When compared with non-Hispanic whites, African Americans have lower survival from lung and bladder cancer, even when diagnosed at the same stage of the disease.

“We are trying to address why this happens,” Pan said. “Socio-economics could be a factor, but we also want to see if there are biological factors contributing to this disparity. PDXs are a great model, not only to study the biological differences of cancers from non-Hispanic whites and African Americans, but also to facilitate cancer drug development and precision medicine.”

 

Luis Carvajal-Carmona, a UC Davis cancer genomicist, expert in the genetics of Latinos and a principal investigator, will lead the stomach and liver cancer project. He said the study is an effort to correct a major discrepancy in existing cancer genomics research to date – the lack of minority patient representation, which is essential for the development of targeted, or personalized, treatments.

“Minority patients have the worst cancer outcomes for multiple reasons,” he said. “One of them is because they come in with more advanced tumors because many don’t have proper access to health care. But also because there are not enough data and models for the scientific community to develop precision medicine studies in them. So we want for this NCI-funded research to be a magnet for minority-focused clinical trials.”

Carvajal-Carmona said that while gastric cancer is a leading cancer killer of Latinos, the largest gastric cancer genetic sequencing study to date, which analyzed 300 tumors, included only three tumor samples from patients of Latino ancestry.

“Sequencing studies are done to find targets (genetic mutations) to help develop new therapies, and because Latinos have different genetic backgrounds and may have different lifestyles and environmental risk factors, their tumors are likely to be different, too, which will affect the targets for treatment.”

Moon Chen, a UC Davis population scientist, expert in Asian cancer health disparities and a principal investigator, said PDXs have advantages over other research tools because they can be used to screen for and enhance the effectiveness of cancer therapies or to develop novel therapies.

“In so doing, they contribute to a better understanding of the underlying mechanisms of resistance and elucidate potential biological determinants of treatment responses and cancer health disparities for these tumor sites,” he said.

UC Davis researchers have used PDX models to study potential cancer therapies for many years, mostly in collaboration with The Jackson Laboratories,, an NCI-designated cancer research center.

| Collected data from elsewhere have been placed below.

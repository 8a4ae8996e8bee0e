//! Per-user context logs: one text file per `(name, id)` under `contexts/`.

use crate::storage::{sanitize_for_filename, CONTEXTS_DIR};
use std::fs::{self, OpenOptions};
use std::io::{self, Write};
use std::path::{Path, PathBuf};

/// Path of the context log for `(name, id)`. Creates `base/contexts` if needed.
pub fn context_file(base: &Path, name: &str, id: &str) -> io::Result<PathBuf> {
    let dir = base.join(CONTEXTS_DIR);
    fs::create_dir_all(&dir)?;
    let file_name = format!(
        "{}_{}.txt",
        sanitize_for_filename(name),
        sanitize_for_filename(id)
    );
    Ok(dir.join(file_name))
}

pub fn append_line(path: &Path, line: &str) -> io::Result<()> {
    if let Some(parent) = path.parent() {
        fs::create_dir_all(parent)?;
    }
    let mut file = OpenOptions::new().create(true).append(true).open(path)?;
    writeln!(file, "{}", line)?;
    Ok(())
}

/// Truncate the log to empty. The file exists afterwards.
pub fn clear(path: &Path) -> io::Result<()> {
    if path.exists() {
        if let Err(e) = fs::remove_file(path) {
            log::warn!("Failed to remove context file {}: {}", path.display(), e);
        }
    }
    fs::File::create(path)?;
    Ok(())
}

/// All lines in append order; a missing file reads as empty.
///
/// `\n`, `\r\n` and a lone `\r` all end a line.
pub fn read_lines(path: &Path) -> io::Result<Vec<String>> {
    if !path.exists() {
        return Ok(Vec::new());
    }
    let bytes = fs::read(path)?;
    Ok(split_lines(&String::from_utf8_lossy(&bytes)))
}

fn split_lines(text: &str) -> Vec<String> {
    let mut lines = Vec::new();
    let mut current = String::new();
    let mut chars = text.chars().peekable();
    while let Some(ch) = chars.next() {
        match ch {
            '\n' => lines.push(std::mem::take(&mut current)),
            '\r' => {
                if chars.peek() == Some(&'\n') {
                    chars.next();
                }
                lines.push(std::mem::take(&mut current));
            }
            _ => current.push(ch),
        }
    }
    if !current.is_empty() {
        lines.push(current);
    }
    lines
}

/// Best-effort removal; failures are logged and swallowed.
pub fn remove_quietly(path: &Path) {
    if !path.exists() {
        return;
    }
    if let Err(e) = fs::remove_file(path) {
        log::warn!("Failed to remove context file {}: {}", path.display(), e);
    }
}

Although all of the mouse work for the current study will be done at UC Davis and UCSF, The Jackson Laboratories also was awarded an NCI grant to serve as the coordinating center for this and other PDX research.

Other investigators involved in the study are Ralph de Vere White, David J. Segal, Regina Gandour-Edwards, K.C. Kent Lloyd, John Albeck, David R. Gandara, Kit S. Lam, Ai-Hong Ma, Edward N. Pugh, David M. Rocke, Susan Leroy Stewart and Clifford G. Tepper of UC Davis; Roshan Bastani, Samuel French and Richard S. Finn at UCLA; Robert E. Bristow, Farshid Dayyani and Marian Waterman at UC Irvine; and Rosemary J. Akhurst, Robert A. Hiatt, John Gordan, R. Kate Kelley and Tung Nguyen at UCSF.

The project will be funded with NCI grant No. 1 U54 CA233306-01.